Investigation of the presence in human urine of mercapturic acids derived from phenanthrene, a representative polycyclic aromatic hydrocarbon.

Polycyclic aromatic hydrocarbons (PAH) are environmental carcinogens implicated as causes of cancer in certain industrial settings and in cigarette smokers. PAH require metabolic activation to exert their carcinogenic effects. One widely accepted pathway of metabolic activation proceeds through formation of "bay region" diol epoxides which are highly reactive with DNA and can cause mutations. Phenanthrene (Phe) is the simplest PAH with a bay region and an excellent model for the study of PAH metabolism. In previous studies in which [D10]Phe was administered to smokers, we observed higher levels of [D10]Phe-tetraols derived from [D10]Phe-diol epoxides in subjects who were null for the glutathione-S-transferase M1 (GSTM1) gene. We hypothesized that Phe-epoxides, the primary metabolites of Phe, were detoxified by glutathione conjugate formation, which would result ultimately in the excretion of the corresponding mercapturic acids in urine.

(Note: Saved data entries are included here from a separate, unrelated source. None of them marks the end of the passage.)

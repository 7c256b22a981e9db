// CLI - argument parsing for everything that is not the kiosk itself
//
// Running `scandesk` with no subcommand starts the kiosk; the `config`
// subcommand inspects or rewrites the config file and exits.

use crate::config::{Config, VERSION};
use anyhow::{bail, Context, Result};
use clap::{Parser, Subcommand};
use std::io::{BufRead, Write};
use std::path::Path;
use std::process::Command;

/// scandesk - terminal check-in kiosk
#[derive(Parser)]
#[command(name = "scandesk")]
#[command(version = VERSION)]
#[command(about = "Terminal check-in kiosk for events", long_about = None)]
pub struct Cli {
    #[command(subcommand)]
    pub command: Option<Commands>,
}

#[derive(Subcommand)]
pub enum Commands {
    /// Manage configuration
    Config {
        /// Show effective configuration
        #[arg(long)]
        show: bool,

        /// Reset config file to defaults
        #[arg(long)]
        reset: bool,

        /// Open config file in $EDITOR
        #[arg(long)]
        edit: bool,

        /// Show config file path
        #[arg(long)]
        path: bool,
    },
}

/// Handle CLI commands. Returns true if a command was handled (exit after).
pub fn handle_cli() -> bool {
    let cli = Cli::parse();

    let Some(Commands::Config {
        show,
        reset,
        edit,
        path,
    }) = cli.command
    else {
        return false; // no subcommand, run the kiosk
    };

    let result = if path {
        config_path().map(|p| println!("{}", p.display()))
    } else if show {
        show_config();
        Ok(())
    } else if reset {
        reset_config()
    } else if edit {
        edit_config()
    } else {
        println!("Usage: scandesk config [--show|--reset|--edit|--path]");
        println!();
        println!("Options:");
        println!("  --show    Display effective configuration");
        println!("  --reset   Reset config file to defaults");
        println!("  --edit    Open config file in $EDITOR");
        println!("  --path    Show config file path");
        Ok(())
    };

    if let Err(e) = result {
        eprintln!("Error: {e:#}");
        std::process::exit(1);
    }
    true
}

fn config_path() -> Result<std::path::PathBuf> {
    Config::config_path().context("Could not determine config path")
}

fn show_config() {
    let config = Config::from_env();

    println!("# Effective configuration (env > file > defaults)");
    println!();
    print!("{}", strip_comments(&config.to_toml()));
    println!();
    match Config::config_path() {
        Some(path) if path.exists() => println!("# Source: {}", path.display()),
        _ => println!("# Source: defaults (no config file)"),
    }
}

/// Drop comment and blank lines so --show prints only the values.
fn strip_comments(toml: &str) -> String {
    let mut out = String::new();
    for line in toml.lines() {
        if line.starts_with('#') || line.trim().is_empty() {
            continue;
        }
        out.push_str(line);
        out.push('\n');
    }
    out
}

fn reset_config() -> Result<()> {
    let path = config_path()?;

    if path.exists() && !ask_overwrite(&path)? {
        println!("Aborted.");
        return Ok(());
    }

    if let Some(parent) = path.parent() {
        std::fs::create_dir_all(parent).context("Could not create config directory")?;
    }
    std::fs::write(&path, Config::default().to_toml()).context("Could not write config file")?;

    println!("Config reset to defaults: {}", path.display());
    Ok(())
}

fn ask_overwrite(path: &Path) -> Result<bool> {
    eprint!("Config file exists at {}. Overwrite? [y/N] ", path.display());
    std::io::stderr().flush().ok();

    let mut answer = String::new();
    std::io::stdin()
        .lock()
        .read_line(&mut answer)
        .context("Could not read confirmation")?;
    Ok(answer.trim().eq_ignore_ascii_case("y"))
}

fn edit_config() -> Result<()> {
    let path = config_path()?;

    if !path.exists() {
        Config::ensure_config_exists();
        println!("Created new config file: {}", path.display());
    }

    let editor = std::env::var("EDITOR")
        .or_else(|_| std::env::var("VISUAL"))
        .unwrap_or_else(|_| {
            if cfg!(windows) {
                "notepad".to_string()
            } else {
                "nano".to_string()
            }
        });

    println!("Opening {} with {}", path.display(), editor);

    let status = Command::new(&editor)
        .arg(&path)
        .status()
        .with_context(|| format!("Failed to launch editor '{editor}' (set $EDITOR)"))?;
    if !status.success() {
        bail!("Editor exited with status {status}");
    }
    Ok(())
}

We synthesized the four stereoisomeric mercapturic acids that would result from attack of glutathione on Phe-epoxides followed by normal processing of the conjugates. We also synthesized the corresponding dehydrated metabolites and sulfoxides. These 12 standards were used in liquid chromatography-nanoelectrospray ionization-high resolution tandem mass spectrometry analysis of urine samples from smokers and creosote workers, the latter exposed to unusually high levels of PAH. Only the sulfoxide derivatives were consistently detected in the urine of creosote workers; none of the compounds was detected in the urine of smokers. These results demonstrate a new pathway of PAH-mercapturic acid formation, but do not provide an explanation for the role of GSTM1 null status on Phe-tetraol formation.